Last Name, First Name

Teacher

Class

Due Date

Nitpicky stuff cont.

5.Fragments and run-ons—fragments are not complete sentences. They carry no meaning without the sentence before them. Like this. Run-ons like this sentence continue to go on for miles and miles and when you should stop you don’t like I should have stopped there but didn’t.

6.Using any verb tense except present tense in literature discussion and analysis

Nitpicky stuff cont.

7.Indefinite reference; this, these, that are used incorrectly when they carry weight of a large idea. Restate the idea, clarify the connection between indefinite pronoun and the noun it replaces. Also, when you can, be specific.

Examples of Indefinite References

1.Lizzie gave that book to someone and never got it back.

2.Someone called to tell me the horrible news.

3.Although it could have happened to anyone, it happened to me.

Use clear references that effectively clarify ideas—if you mention “they,” replace that reference to someone specific. It not only helps in clarification, but it can establish credibility too. “They said smoking causes cancer” isn’t as effective as “The Surgeon General said that smoking causes cancer.”

Nitpicky stuff cont.

8. Avoid absolute words: all, every, each, any, anyone. These words suggest naïve thinking and weak logic. It’s rare that absolutes are truly necessary.

9. Homonyms/Plurals vs. Possessives

They’re, their, there

Affect/effect

Two, too, to

Final SLIDE!!!

You have to learn the difference between the usages of these words. Also, while there are some exceptions, when you have an apostrophe and an “s” at the end of a word, it signifies possession, or that someone owns something (or it can be a contraction, which is just shortening two words), whereas an “s” at the end of a word without an apostrophe before it signifies that there is more than one of something.

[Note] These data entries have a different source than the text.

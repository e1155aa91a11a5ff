//! UI widgets

pub mod input_box;
pub mod wheel;

pub use input_box::InputBox;
pub use wheel::WheelWidget;
//! Main application framework

use crate::input::{Action, event_to_action};
use crate::theme::Theme;
use crossterm::{
    event::{self, Event},
    execute,
    terminal::{EnterAlternateScreen, LeaveAlternateScreen, disable_raw_mode, enable_raw_mode},
};
use ratatui::{Terminal, backend::CrosstermBackend};
use std::io::{self, Stdout};
use std::time::{Duration, Instant};

/// Application state trait
pub trait AppState {
    /// Handle an input action, return true to continue, false to quit
    fn handle_action(&mut self, action: Action) -> bool;

    /// Render the UI
    fn render(&self, frame: &mut ratatui::Frame);

    /// Called once per tick interval (for animations)
    fn tick(&mut self) {}
}

/// Main application runner
pub struct App {
    terminal: Terminal<CrosstermBackend<Stdout>>,
    theme: Theme,
    tick_rate: Duration,
}

impl App {
    /// Create a new application
    pub fn new() -> io::Result<Self> {
        // Setup terminal
        enable_raw_mode()?;
        let mut stdout = io::stdout();
        execute!(stdout, EnterAlternateScreen)?;
        let backend = CrosstermBackend::new(stdout);
        let terminal = Terminal::new(backend)?;

        Ok(Self {
            terminal,
            theme: Theme::default(),
            tick_rate: Duration::from_millis(50),
        })
    }

    /// Set the color theme
    pub fn with_theme(mut self, theme: Theme) -> Self {
        self.theme = theme;
        self
    }

    /// Set the tick rate for animations
    pub fn with_tick_rate(mut self, rate: Duration) -> Self {
        self.tick_rate = rate;
        self
    }

    /// Get the theme
    pub fn theme(&self) -> &Theme {
        &self.theme
    }

    /// Run the application with the given state.
    ///
    /// One cooperative loop: render, poll for input until the next tick
    /// deadline, then tick. Ticks fire at the tick rate regardless of how
    /// much input arrives, so animation frames keep their pacing.
    pub fn run<S: AppState>(&mut self, state: &mut S) -> io::Result<()> {
        let mut last_tick = Instant::now();

        loop {
            // Render
            self.terminal.draw(|frame| {
                state.render(frame);
            })?;

            // Handle events until the tick deadline
            let timeout = self.tick_rate.saturating_sub(last_tick.elapsed());
            if event::poll(timeout)? {
                let evt = event::read()?;
                if let Event::Key(_) = &evt {
                    if let Some(action) = event_to_action(evt) {
                        if !state.handle_action(action) {
                            return Ok(());
                        }
                    }
                }
            }

            // Tick for animations
            if last_tick.elapsed() >= self.tick_rate {
                state.tick();
                last_tick = Instant::now();
            }
        }
    }
}

impl Drop for App {
    fn drop(&mut self) {
        // Restore terminal
        let _ = disable_raw_mode();
        let _ = execute!(self.terminal.backend_mut(), LeaveAlternateScreen);
        let _ = self.terminal.show_cursor();
    }
}
//! Easing for the spin trajectory

/// Cubic ease-out: fast start, velocity approaching zero at the end.
pub fn ease_out_cubic(p: f64) -> f64 {
    let q = 1.0 - p.clamp(0.0, 1.0);
    1.0 - q * q * q
}

/// Angle of an eased spin at frame `frame` of `frame_count` equally spaced
/// samples of normalized progress, ending exactly at `total_spin`.
pub fn angle_at(total_spin: f64, frame: usize, frame_count: usize) -> f64 {
    debug_assert!(frame_count >= 2);
    let p = frame.min(frame_count - 1) as f64 / (frame_count - 1) as f64;
    total_spin * ease_out_cubic(p)
}

#[cfg(test)]
mod tests {
    use super::*;

    #[test]
    fn test_endpoints() {
        assert_eq!(ease_out_cubic(0.0), 0.0);
        assert_eq!(ease_out_cubic(1.0), 1.0);
        assert_eq!(angle_at(2160.0, 0, 160), 0.0);
        assert_eq!(angle_at(2160.0, 159, 160), 2160.0);
    }

    #[test]
    fn test_monotone_non_decreasing() {
        let mut prev = 0.0;
        for frame in 0..160 {
            let a = angle_at(1800.0, frame, 160);
            assert!(a >= prev, "angle regressed at frame {frame}: {a} < {prev}");
            prev = a;
        }
    }

    #[test]
    fn test_velocity_approaches_zero() {
        // Secant slope near p = 1 must be far smaller than near p = 0.
        let start = ease_out_cubic(0.01) - ease_out_cubic(0.0);
        let end = ease_out_cubic(1.0) - ease_out_cubic(0.99);
        assert!(end < start / 100.0, "start {start}, end {end}");
        assert!(end < 1e-5);
    }

    #[test]
    fn test_progress_clamped() {
        assert_eq!(ease_out_cubic(-1.0), 0.0);
        assert_eq!(ease_out_cubic(2.0), 1.0);
    }
}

It’s= It is—It’s nice to know some grammatical terms.

Its= Something belonging to “it”—The cat licked its fur.

There are two Lady Gaga fans (more than one) in my class.

The Lady Gaga fans’ reactions (the reactions belonging to both of the fans) to my singing “Born This Way” were interesting.

One of the Lady Gaga fan’s reactions (the reaction belonging to one of the fans) was to cry. The other fan’s reaction was to walk out.

So…

Remember this stuff. This PowerPoint is on my website. Refer to it for all major assignments, peer edits, SAT and AP Test practice, etc. Hope it helps!